(Collected data)

====

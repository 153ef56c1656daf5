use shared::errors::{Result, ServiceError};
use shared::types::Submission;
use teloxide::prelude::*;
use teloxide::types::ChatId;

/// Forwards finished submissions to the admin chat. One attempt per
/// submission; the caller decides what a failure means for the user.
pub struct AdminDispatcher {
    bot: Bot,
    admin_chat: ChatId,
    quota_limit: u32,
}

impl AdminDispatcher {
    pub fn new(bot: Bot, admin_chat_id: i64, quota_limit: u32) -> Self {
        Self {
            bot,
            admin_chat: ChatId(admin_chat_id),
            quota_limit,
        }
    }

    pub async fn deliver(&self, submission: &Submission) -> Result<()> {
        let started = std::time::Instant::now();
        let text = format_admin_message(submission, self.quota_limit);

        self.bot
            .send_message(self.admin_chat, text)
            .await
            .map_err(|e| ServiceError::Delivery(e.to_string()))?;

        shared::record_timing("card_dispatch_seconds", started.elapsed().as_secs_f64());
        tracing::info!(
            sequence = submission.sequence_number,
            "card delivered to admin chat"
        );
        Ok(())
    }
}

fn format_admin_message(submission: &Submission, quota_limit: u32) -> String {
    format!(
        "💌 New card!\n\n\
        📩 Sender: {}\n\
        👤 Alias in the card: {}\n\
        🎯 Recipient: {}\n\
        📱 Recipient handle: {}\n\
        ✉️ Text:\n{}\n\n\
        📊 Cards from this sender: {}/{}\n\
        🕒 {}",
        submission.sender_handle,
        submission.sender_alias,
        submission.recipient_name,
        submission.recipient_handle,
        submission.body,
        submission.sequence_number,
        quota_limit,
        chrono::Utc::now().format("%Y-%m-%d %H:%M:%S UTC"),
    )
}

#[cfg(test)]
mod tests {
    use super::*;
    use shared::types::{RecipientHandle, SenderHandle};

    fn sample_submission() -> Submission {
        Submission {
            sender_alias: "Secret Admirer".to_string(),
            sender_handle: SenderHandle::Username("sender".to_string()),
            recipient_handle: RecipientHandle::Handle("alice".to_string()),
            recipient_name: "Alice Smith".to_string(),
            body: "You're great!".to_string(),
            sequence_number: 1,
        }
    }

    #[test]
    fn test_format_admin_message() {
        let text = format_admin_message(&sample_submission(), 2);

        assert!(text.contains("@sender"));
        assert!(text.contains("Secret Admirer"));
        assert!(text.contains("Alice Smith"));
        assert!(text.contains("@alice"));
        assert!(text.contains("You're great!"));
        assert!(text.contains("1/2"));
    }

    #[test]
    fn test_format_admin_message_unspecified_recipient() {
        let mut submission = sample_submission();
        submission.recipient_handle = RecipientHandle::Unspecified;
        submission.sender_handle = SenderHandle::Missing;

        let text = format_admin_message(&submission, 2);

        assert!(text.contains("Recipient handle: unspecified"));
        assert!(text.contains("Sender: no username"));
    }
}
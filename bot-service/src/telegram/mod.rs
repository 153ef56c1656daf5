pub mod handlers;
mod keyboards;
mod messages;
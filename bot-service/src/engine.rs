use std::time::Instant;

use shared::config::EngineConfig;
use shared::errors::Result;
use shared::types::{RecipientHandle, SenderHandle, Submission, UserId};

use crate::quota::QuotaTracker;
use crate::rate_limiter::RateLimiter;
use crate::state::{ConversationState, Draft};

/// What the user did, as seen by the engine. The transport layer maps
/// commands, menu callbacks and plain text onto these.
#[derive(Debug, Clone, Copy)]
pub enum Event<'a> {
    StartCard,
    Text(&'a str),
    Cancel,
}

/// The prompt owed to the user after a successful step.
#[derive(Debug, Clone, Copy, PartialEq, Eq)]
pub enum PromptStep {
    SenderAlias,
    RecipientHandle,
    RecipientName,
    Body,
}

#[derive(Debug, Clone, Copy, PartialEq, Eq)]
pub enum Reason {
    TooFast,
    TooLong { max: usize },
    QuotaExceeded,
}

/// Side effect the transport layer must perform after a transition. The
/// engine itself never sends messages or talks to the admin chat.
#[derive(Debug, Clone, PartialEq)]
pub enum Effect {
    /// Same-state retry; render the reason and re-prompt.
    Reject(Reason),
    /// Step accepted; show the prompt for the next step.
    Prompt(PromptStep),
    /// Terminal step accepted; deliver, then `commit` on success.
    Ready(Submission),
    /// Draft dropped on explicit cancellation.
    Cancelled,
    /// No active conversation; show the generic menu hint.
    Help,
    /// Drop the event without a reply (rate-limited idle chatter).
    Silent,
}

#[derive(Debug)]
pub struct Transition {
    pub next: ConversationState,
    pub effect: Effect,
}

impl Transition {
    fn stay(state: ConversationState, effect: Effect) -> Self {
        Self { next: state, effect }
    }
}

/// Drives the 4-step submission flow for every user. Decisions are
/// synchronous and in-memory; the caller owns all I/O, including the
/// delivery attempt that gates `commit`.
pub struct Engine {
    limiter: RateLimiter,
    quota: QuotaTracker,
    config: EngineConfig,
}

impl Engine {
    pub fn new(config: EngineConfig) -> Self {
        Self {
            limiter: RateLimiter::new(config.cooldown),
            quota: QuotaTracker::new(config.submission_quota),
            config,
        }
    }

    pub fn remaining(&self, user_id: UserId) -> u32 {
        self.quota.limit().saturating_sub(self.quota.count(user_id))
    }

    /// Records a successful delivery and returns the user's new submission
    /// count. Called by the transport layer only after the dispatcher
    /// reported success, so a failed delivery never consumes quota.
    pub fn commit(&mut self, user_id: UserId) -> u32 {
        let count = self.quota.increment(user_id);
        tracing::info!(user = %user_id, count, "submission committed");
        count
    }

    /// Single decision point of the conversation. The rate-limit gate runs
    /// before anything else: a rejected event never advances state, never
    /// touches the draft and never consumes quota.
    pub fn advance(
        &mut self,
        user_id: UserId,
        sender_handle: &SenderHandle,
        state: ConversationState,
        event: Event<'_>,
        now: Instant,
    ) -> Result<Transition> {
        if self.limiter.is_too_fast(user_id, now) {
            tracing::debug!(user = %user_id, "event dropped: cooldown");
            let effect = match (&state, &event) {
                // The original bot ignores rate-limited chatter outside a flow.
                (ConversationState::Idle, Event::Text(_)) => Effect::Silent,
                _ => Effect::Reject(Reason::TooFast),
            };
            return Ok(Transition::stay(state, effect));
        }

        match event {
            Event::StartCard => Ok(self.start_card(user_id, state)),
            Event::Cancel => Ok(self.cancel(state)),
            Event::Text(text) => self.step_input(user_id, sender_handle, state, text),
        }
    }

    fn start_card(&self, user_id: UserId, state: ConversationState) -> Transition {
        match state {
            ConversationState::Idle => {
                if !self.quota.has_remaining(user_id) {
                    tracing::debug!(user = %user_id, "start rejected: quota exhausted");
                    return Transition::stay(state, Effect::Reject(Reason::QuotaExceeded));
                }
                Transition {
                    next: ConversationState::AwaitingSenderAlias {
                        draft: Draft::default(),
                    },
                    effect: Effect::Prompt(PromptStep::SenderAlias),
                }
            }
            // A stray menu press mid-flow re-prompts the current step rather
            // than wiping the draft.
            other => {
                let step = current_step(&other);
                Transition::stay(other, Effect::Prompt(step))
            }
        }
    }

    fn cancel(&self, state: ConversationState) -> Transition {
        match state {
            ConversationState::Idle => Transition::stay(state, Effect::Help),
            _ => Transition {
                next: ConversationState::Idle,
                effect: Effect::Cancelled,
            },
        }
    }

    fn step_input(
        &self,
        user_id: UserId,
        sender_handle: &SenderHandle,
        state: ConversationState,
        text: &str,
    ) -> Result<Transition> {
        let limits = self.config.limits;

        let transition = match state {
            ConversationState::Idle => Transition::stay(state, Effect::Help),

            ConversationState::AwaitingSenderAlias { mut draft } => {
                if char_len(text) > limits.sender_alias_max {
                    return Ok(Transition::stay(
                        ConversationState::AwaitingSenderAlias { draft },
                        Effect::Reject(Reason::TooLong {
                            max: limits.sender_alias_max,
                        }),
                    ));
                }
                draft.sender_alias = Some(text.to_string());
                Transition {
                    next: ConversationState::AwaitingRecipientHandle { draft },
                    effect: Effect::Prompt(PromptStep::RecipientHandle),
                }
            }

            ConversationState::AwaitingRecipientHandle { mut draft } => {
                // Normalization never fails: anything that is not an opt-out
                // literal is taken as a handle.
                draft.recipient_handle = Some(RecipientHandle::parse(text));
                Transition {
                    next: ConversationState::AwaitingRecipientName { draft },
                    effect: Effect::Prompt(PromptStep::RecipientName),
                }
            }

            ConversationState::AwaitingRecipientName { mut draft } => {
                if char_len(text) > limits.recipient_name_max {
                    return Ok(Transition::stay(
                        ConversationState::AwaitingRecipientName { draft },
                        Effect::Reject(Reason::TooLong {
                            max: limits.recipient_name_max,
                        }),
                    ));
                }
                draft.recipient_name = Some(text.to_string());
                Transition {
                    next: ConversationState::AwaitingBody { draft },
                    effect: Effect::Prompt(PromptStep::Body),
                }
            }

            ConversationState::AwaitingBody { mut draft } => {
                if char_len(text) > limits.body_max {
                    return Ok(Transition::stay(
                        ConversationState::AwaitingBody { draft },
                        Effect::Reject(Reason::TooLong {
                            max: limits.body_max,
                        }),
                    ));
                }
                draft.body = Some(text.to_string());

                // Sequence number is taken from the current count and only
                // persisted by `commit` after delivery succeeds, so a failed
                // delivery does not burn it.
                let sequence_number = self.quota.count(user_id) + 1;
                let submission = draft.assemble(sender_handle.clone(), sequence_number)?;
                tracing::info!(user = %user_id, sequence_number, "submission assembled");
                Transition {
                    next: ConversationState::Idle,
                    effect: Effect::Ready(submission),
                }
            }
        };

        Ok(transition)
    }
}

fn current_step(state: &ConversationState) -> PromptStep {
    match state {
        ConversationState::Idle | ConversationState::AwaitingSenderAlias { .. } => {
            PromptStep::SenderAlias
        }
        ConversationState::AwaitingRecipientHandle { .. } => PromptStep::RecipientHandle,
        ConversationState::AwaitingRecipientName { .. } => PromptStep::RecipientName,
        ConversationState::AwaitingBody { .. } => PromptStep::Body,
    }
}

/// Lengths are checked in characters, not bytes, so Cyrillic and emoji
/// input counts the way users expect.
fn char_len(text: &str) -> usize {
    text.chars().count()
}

====

# What this task involves:
In the records above, each line with the string "Silent" should be copied.

# Result:
    Silent,
                (ConversationState::Idle, Event::Text(_)) => Effect::Silent,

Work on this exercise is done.